*** Opening of Provided data ***

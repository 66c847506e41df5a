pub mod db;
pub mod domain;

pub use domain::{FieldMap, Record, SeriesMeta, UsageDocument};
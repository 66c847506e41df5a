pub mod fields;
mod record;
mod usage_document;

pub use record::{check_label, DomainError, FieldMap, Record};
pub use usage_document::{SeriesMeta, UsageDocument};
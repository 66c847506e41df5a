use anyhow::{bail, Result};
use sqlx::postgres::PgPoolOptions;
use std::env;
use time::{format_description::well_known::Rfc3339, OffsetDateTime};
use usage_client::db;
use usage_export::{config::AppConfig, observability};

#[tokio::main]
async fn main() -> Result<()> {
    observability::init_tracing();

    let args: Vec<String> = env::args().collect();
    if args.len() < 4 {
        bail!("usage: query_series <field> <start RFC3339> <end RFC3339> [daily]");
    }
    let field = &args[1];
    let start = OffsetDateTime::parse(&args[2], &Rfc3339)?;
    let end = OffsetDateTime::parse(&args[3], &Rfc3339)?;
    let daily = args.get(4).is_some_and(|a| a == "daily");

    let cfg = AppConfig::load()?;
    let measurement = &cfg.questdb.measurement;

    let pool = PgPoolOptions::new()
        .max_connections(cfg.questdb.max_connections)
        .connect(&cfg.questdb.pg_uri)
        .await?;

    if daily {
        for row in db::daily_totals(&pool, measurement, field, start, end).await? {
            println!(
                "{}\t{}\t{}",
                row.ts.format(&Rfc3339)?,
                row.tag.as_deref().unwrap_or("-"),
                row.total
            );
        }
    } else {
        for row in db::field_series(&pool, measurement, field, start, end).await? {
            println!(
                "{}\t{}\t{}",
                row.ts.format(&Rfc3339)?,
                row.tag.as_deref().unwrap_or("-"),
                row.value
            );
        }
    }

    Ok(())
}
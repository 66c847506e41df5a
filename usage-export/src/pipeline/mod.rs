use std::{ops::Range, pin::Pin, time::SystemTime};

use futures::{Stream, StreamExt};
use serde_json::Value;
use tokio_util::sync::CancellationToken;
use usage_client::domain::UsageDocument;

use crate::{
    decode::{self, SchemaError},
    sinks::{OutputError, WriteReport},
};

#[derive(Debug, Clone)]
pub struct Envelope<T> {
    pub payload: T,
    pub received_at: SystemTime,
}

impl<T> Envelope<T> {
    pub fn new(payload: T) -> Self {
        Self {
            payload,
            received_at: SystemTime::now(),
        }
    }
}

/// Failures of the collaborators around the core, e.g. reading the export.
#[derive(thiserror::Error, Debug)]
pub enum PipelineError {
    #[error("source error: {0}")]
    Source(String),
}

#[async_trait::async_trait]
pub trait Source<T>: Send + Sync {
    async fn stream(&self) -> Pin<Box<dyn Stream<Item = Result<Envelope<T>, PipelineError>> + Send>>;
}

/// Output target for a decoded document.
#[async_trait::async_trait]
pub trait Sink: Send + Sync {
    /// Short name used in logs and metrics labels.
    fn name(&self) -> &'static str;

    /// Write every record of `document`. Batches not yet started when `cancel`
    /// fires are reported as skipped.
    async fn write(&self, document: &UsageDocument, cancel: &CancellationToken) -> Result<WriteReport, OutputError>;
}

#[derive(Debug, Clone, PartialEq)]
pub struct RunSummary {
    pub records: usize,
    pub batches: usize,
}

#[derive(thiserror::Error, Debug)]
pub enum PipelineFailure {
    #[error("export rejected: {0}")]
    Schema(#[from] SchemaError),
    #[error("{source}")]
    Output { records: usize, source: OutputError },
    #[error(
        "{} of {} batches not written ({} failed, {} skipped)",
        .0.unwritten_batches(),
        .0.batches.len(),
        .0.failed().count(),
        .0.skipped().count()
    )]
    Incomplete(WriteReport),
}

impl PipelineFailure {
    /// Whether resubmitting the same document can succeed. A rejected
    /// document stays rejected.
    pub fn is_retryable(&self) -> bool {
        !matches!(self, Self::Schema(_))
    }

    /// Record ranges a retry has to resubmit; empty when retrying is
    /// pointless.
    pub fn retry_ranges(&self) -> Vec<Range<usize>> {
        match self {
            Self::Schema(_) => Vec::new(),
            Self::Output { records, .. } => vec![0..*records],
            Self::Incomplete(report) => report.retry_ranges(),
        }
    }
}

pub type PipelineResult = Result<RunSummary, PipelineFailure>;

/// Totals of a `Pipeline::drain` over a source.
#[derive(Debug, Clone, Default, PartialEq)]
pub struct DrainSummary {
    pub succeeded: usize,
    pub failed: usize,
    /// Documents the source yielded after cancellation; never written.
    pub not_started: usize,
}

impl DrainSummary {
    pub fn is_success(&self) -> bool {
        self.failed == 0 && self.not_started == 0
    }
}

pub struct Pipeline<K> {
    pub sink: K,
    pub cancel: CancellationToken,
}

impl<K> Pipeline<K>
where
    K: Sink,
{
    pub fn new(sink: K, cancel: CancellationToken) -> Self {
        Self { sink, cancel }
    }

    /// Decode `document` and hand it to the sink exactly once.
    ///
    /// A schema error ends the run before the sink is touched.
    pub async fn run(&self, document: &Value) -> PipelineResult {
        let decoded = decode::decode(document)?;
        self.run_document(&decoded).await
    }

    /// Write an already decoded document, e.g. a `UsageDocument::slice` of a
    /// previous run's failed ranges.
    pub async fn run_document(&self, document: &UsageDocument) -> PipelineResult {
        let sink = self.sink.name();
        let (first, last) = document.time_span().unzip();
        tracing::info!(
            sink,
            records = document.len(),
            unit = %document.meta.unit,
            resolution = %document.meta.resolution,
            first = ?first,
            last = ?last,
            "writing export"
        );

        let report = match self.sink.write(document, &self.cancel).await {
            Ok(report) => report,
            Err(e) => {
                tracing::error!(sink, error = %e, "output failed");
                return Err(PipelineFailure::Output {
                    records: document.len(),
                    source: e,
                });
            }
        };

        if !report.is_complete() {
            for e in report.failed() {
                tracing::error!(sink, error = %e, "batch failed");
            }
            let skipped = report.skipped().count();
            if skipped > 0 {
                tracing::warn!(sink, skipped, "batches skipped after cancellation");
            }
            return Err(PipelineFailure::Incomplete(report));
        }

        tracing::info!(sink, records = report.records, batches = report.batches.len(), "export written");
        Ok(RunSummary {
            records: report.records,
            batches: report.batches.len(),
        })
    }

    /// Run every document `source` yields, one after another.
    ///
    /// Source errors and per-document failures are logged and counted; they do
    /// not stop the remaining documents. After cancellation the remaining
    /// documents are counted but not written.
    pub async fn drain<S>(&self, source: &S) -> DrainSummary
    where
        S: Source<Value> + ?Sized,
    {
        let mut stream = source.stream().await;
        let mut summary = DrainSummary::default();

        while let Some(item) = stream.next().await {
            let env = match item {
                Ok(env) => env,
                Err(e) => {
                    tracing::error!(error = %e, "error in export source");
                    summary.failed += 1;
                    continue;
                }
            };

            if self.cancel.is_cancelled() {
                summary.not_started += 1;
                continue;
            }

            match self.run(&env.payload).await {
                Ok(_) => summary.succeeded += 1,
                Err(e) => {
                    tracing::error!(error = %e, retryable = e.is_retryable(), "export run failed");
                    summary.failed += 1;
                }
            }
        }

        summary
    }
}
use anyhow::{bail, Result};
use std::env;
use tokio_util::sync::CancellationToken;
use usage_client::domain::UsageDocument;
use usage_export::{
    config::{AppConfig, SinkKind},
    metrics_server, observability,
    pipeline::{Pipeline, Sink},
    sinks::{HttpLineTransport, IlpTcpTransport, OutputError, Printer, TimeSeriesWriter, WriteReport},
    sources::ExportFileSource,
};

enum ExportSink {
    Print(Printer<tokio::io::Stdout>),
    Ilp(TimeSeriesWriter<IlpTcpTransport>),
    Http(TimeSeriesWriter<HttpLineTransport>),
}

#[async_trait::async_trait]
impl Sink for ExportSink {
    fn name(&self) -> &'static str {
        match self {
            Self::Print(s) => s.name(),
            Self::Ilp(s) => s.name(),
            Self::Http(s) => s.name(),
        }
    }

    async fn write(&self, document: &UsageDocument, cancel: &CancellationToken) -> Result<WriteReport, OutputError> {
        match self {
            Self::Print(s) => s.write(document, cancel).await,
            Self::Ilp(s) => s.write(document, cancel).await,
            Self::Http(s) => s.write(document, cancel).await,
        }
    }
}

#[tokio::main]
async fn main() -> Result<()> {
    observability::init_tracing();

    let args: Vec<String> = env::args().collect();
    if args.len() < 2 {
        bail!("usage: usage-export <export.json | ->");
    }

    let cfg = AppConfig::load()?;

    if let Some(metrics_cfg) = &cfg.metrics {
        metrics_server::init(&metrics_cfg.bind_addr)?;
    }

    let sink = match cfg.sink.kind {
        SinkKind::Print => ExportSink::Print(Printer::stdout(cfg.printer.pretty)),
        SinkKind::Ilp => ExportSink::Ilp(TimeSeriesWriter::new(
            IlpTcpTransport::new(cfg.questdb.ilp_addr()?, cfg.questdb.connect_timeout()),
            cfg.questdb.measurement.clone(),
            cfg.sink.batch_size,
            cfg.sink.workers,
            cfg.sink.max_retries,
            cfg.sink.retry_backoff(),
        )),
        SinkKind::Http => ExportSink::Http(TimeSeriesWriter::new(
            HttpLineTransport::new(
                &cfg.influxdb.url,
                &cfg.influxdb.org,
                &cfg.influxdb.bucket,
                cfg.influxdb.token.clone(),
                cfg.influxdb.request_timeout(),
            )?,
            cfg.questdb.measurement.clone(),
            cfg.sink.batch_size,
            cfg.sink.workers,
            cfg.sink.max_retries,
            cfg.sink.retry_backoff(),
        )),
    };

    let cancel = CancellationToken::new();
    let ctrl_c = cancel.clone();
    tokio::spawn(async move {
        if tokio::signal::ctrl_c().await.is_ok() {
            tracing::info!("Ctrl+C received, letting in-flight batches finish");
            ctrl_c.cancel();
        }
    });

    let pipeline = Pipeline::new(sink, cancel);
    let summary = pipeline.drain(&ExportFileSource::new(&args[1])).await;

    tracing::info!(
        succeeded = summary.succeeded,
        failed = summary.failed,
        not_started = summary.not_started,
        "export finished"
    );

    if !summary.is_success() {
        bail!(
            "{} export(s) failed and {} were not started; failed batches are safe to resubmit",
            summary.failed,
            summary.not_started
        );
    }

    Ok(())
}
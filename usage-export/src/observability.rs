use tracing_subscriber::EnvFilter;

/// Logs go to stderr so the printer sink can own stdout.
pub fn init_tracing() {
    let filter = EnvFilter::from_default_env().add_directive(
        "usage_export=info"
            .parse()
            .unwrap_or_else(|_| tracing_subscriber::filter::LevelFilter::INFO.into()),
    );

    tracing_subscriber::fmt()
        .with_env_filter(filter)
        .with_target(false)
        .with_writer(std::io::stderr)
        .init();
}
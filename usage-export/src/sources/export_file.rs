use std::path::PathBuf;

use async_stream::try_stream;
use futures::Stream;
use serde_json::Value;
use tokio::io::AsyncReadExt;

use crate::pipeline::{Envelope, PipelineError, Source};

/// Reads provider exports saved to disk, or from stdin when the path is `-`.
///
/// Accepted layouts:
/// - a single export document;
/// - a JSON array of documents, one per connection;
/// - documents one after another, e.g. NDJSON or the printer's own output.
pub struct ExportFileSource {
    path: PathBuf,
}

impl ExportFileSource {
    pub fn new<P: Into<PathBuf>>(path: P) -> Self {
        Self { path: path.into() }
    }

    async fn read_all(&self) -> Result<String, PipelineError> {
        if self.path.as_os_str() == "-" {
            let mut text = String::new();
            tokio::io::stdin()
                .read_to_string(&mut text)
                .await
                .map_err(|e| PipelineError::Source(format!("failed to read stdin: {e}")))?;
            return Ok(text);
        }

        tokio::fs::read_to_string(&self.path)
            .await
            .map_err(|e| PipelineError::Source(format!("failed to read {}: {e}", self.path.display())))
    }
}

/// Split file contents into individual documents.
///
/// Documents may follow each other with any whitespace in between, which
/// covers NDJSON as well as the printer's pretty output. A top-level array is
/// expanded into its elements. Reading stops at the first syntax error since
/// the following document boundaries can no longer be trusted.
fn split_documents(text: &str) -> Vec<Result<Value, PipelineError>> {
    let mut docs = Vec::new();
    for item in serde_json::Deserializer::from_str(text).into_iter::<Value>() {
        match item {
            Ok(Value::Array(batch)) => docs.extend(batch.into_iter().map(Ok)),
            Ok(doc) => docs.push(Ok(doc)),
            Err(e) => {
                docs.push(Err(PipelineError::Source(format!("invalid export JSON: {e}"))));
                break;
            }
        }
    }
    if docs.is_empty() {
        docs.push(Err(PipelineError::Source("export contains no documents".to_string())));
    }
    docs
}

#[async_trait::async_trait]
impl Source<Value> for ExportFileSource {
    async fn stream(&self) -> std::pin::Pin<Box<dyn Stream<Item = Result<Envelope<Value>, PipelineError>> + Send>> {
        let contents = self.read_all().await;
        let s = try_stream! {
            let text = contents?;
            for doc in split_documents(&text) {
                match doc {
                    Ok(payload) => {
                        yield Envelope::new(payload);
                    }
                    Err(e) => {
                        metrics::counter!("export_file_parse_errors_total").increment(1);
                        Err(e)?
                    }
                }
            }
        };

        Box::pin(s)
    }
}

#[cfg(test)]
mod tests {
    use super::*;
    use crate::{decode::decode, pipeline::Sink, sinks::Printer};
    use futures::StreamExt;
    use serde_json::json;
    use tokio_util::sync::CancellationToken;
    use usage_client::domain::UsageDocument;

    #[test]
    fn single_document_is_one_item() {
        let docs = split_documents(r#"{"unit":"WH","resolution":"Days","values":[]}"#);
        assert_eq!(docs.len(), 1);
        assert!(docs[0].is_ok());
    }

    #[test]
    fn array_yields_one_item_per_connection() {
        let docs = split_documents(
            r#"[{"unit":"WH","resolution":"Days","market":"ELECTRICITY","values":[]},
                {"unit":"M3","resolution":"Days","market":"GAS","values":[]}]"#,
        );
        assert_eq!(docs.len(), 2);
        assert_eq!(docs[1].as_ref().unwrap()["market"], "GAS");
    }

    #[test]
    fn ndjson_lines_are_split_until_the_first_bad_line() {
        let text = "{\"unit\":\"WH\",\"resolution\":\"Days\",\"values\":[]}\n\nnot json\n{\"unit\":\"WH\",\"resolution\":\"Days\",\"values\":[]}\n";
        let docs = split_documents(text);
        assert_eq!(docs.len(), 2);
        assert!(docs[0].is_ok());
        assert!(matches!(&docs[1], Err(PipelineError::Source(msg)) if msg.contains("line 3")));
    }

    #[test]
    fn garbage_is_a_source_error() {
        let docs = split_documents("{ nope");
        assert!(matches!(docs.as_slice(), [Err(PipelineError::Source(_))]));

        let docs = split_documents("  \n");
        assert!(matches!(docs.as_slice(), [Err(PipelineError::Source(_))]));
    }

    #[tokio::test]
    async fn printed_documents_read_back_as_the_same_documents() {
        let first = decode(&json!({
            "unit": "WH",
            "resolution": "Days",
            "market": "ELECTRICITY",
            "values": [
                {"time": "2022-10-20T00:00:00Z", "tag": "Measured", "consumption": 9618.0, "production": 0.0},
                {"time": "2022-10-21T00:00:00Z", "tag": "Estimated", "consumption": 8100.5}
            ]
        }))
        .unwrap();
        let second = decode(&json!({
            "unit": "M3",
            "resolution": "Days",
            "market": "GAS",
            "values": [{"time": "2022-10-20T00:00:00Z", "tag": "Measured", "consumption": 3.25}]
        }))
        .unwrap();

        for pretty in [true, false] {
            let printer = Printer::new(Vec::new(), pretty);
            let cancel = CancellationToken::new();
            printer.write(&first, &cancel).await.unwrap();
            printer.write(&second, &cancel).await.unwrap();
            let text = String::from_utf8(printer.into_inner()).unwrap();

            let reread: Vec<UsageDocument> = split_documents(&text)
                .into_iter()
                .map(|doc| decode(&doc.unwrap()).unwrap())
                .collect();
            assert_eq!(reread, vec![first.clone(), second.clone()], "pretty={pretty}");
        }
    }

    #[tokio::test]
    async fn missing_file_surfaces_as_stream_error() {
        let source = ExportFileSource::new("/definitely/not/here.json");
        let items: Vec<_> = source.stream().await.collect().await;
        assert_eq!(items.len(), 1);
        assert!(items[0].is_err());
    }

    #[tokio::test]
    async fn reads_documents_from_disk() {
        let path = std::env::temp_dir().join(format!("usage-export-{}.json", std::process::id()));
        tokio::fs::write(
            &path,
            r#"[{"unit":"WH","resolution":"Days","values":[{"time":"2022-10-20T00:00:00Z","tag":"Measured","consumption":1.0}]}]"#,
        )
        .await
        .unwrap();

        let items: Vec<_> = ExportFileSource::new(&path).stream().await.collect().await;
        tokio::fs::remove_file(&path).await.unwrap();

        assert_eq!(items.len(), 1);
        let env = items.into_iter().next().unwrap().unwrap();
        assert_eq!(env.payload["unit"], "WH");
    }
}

*** Close of Provided data ***

# Exercise instructions
Which lines above run from the one containing "tokio::io::stdin()" down to the one containing "tokio::fs::read_to_string(&self.path)"? Repeat exactly those, both ends included, and nothing else.

# Answer to the problem
            tokio::io::stdin()
                .read_to_string(&mut text)
                .await
                .map_err(|e| PipelineError::Source(format!("failed to read stdin: {e}")))?;
            return Ok(text);
        }

        tokio::fs::read_to_string(&self.path)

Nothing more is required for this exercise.